The Xbox 360 Console pro version includes a component HD AV cable. The core system does not. However, it is available for purchase separately.

•• Audio ••
The Xbox 360 Console sports strong audio, but it's probably the least talked about part of the console. For me, it is one of the most important aspects of the gaming experience. The Xbox 360 Console has more channels of audio than the previous Xbox. This means lots of layered sounds. And even in launch titles such as Kameo and Project Gotham racing 3, you can hear the different ambient sounds around you. The roar the crowd, the buzzing of insects. It's all there if the developers take advantage of it. For audiophiles, both versions of the 360 have 32 bit audio processing and 5.1 digital surround sound. This is not a huge change from the original Xbox. But this was a strong feature of that console as well. The big changes come on the developer side which I won't bore you with. As a gamer, the important thing to know is that the audio side of games is as good as it gets.

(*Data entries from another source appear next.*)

use super::*;

pub type Result<T, E = InternalError> = std::result::Result<T, E>;

#[derive(Debug, Snafu)]
pub enum InternalError {
    #[snafu(display("{message}"))]
    Parse { message: String },
}

/// Wire form of a stratum error: a [code, message, traceback] triple.
#[derive(Debug, Clone, Deserialize, PartialEq)]
pub struct JsonRpcError {
    pub error_code: i32,
    pub message: String,
    pub traceback: Option<Value>,
}

impl Serialize for JsonRpcError {
    fn serialize<S>(&self, serializer: S) -> std::result::Result<S::Ok, S::Error>
    where
        S: Serializer,
    {
        (&self.error_code, &self.message, &self.traceback).serialize(serializer)
    }
}

impl Display for JsonRpcError {
    fn fmt(&self, f: &mut Formatter<'_>) -> fmt::Result {
        write!(f, "Stratum error {}: {}", self.error_code, self.message)
    }
}

/// Share and session rejections use the classic stratum pool code table:
/// 20 malformed, 21 stale job, 22 duplicate, 23 low difficulty,
/// 24 unauthorized, 25 not subscribed.
#[derive(Debug, Clone, PartialEq)]
pub struct StratumError {
    pub code: i32,
    pub message: String,
}

impl StratumError {
    pub fn malformed(message: impl Into<String>) -> Self {
        Self {
            code: 20,
            message: message.into(),
        }
    }

    pub fn job_not_found() -> Self {
        Self {
            code: 21,
            message: "job not found".into(),
        }
    }

    pub fn duplicate_share() -> Self {
        Self {
            code: 22,
            message: "duplicate share".into(),
        }
    }

    pub fn low_difficulty(share_difficulty: f64) -> Self {
        Self {
            code: 23,
            message: format!("low difficulty share of {share_difficulty}"),
        }
    }

    pub fn unauthorized_worker() -> Self {
        Self {
            code: 24,
            message: "unauthorized worker".into(),
        }
    }

    pub fn not_subscribed() -> Self {
        Self {
            code: 25,
            message: "not subscribed".into(),
        }
    }

    pub fn to_wire(&self) -> JsonRpcError {
        JsonRpcError {
            error_code: self.code,
            message: self.message.clone(),
            traceback: None,
        }
    }
}

impl Display for StratumError {
    fn fmt(&self, f: &mut Formatter<'_>) -> fmt::Result {
        write!(f, "[{}] {}", self.code, self.message)
    }
}

impl std::error::Error for StratumError {}
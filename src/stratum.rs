use {
    crate::DIFF1,
    derive_more::Display,
    error::Result,
    hex::FromHex,
    primitive_types::{U256, U512},
    serde::{
        Deserialize, Serialize, Serializer,
        de::{self, Deserializer},
        ser::SerializeSeq,
    },
    serde_json::Value,
    serde_with::{DeserializeFromStr, SerializeDisplay},
    snafu::Snafu,
    std::{
        fmt::{self, Display, Formatter},
        str::FromStr,
    },
};

mod authorize;
mod error;
mod extranonce;
mod job_id;
mod message;
mod nonce;
mod notify;
mod ntime;
mod set_target;
mod submit;
mod subscribe;
mod worker_name;

pub use {
    authorize::Authorize,
    error::{InternalError, JsonRpcError, StratumError},
    extranonce::Extranonce,
    job_id::JobId,
    message::{Id, Message},
    nonce::Nonce,
    notify::Notify,
    ntime::Ntime,
    set_target::SetTarget,
    submit::Submit,
    subscribe::{Subscribe, SubscribeResult},
    worker_name::WorkerName,
};
use super::*;

#[derive(Debug, Clone, Copy, PartialEq, Eq, DeserializeFromStr, SerializeDisplay, Hash)]
#[repr(transparent)]
pub struct JobId(u64);

impl JobId {
    pub fn new(n: u64) -> Self {
        Self(n)
    }
}

impl FromStr for JobId {
    type Err = InternalError;

    fn from_str(s: &str) -> Result<Self, Self::Err> {
        let id = u64::from_str_radix(s, 16).map_err(|e| InternalError::Parse {
            message: format!("invalid job id hex string '{}': {}", s, e),
        })?;
        Ok(JobId(id))
    }
}

impl Display for JobId {
    fn fmt(&self, f: &mut Formatter<'_>) -> fmt::Result {
        write!(f, "{:x}", self.0)
    }
}

impl From<JobId> for u64 {
    fn from(id: JobId) -> u64 {
        id.0
    }
}

impl From<u64> for JobId {
    fn from(id: u64) -> JobId {
        JobId(id)
    }
}

#[cfg(test)]
mod tests {
    use super::*;

    #[test]
    fn roundtrip() {
        assert_eq!(JobId::from(0xcccd_u64).to_string(), "cccd");
        assert_eq!("cccd".parse::<JobId>().unwrap(), JobId::from(0xcccd_u64));
        assert_eq!("CCCD".parse::<JobId>().unwrap(), JobId::from(0xcccd_u64));
    }

    #[test]
    fn errors() {
        assert!("".parse::<JobId>().is_err());
        assert!(" ".parse::<JobId>().is_err());
        assert!("0x1".parse::<JobId>().is_err());
        assert!("g".parse::<JobId>().is_err());
        assert!("10000000000000000".parse::<JobId>().is_err());
    }

    #[test]
    fn serde_json_as_hex_string() {
        let id = JobId::new(0xdead_beef);
        let s = serde_json::to_string(&id).unwrap();
        assert_eq!(s, "\"deadbeef\"");
        let back: JobId = serde_json::from_str(&s).unwrap();
        assert_eq!(back, id);
    }
}
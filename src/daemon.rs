use super::*;

/// One reply from one upstream daemon instance.
#[derive(Debug, Clone, Default, Deserialize)]
pub struct DaemonReply {
    #[serde(default)]
    pub response: Option<Value>,
    #[serde(default)]
    pub error: Option<Value>,
}

impl DaemonReply {
    pub fn ok(response: Value) -> Self {
        Self {
            response: Some(response),
            error: None,
        }
    }

    pub fn result<T: DeserializeOwned>(&self) -> Result<T> {
        if let Some(error) = &self.error {
            bail!("daemon error: {error}");
        }

        let response = self
            .response
            .as_ref()
            .context("daemon returned an empty response")?;

        Ok(serde_json::from_value(response.clone())?)
    }
}

/// Upstream RPC seam. A pool usually fans one call out to several redundant
/// daemons and collects every reply, hence the `Vec`.
#[async_trait]
pub trait Daemon: Send + Sync {
    async fn cmd(&self, method: &str, params: Value) -> Result<Vec<DaemonReply>>;
}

Like the previous Xbox, the Xbox 360 Console can rip music from your collection of CDs. But they've gone a step further. Custom soundtracks used to be controlled by the game. Some developers allowed custom soundtracks, others didn't. In this generation of the console, that choice has been taken from the developers and given directly to the gamer. The dashboard allows you to play any ripped playlist during any game. This might annoy some developers, but most people will play the game as it was intended with the original music. It's only during multiplayer or on subsequent replays that I wanted to play my own music. I had no interest in custom soundtracks during epic games such as Kameo, simply because Kameo has a phenomenal score. Perhaps with the competition between the game's music and the ability to play my music, developers will increase the quality of the in-game music, no?

•• Storage ••
One of the big complaints with the Xbox 360 Console is the lack of a standard hard drive. Yes, the original Xbox had one, and was priced at the same point as the core Xbox 360 system. So, the argument goes, why can't they include one in the 360? Well the answer is simple: Cost. While the original Xbox had one, it also had a Pentium 733 CPU and 64 megs of Ram. The costs of adding 3 CPUs with 8 times the Ram and keeping the price point the same, something had to give. And since very few developers used the hard drive in a meaningful way, it seemed to be the obvious choice for cutting costs. Those who don't want the drive are not forced to pay an extra $100 for something they won't use. So the core system does not include a Hard Drive. If you want storage, you can either buy the hard drive or memory unit separately.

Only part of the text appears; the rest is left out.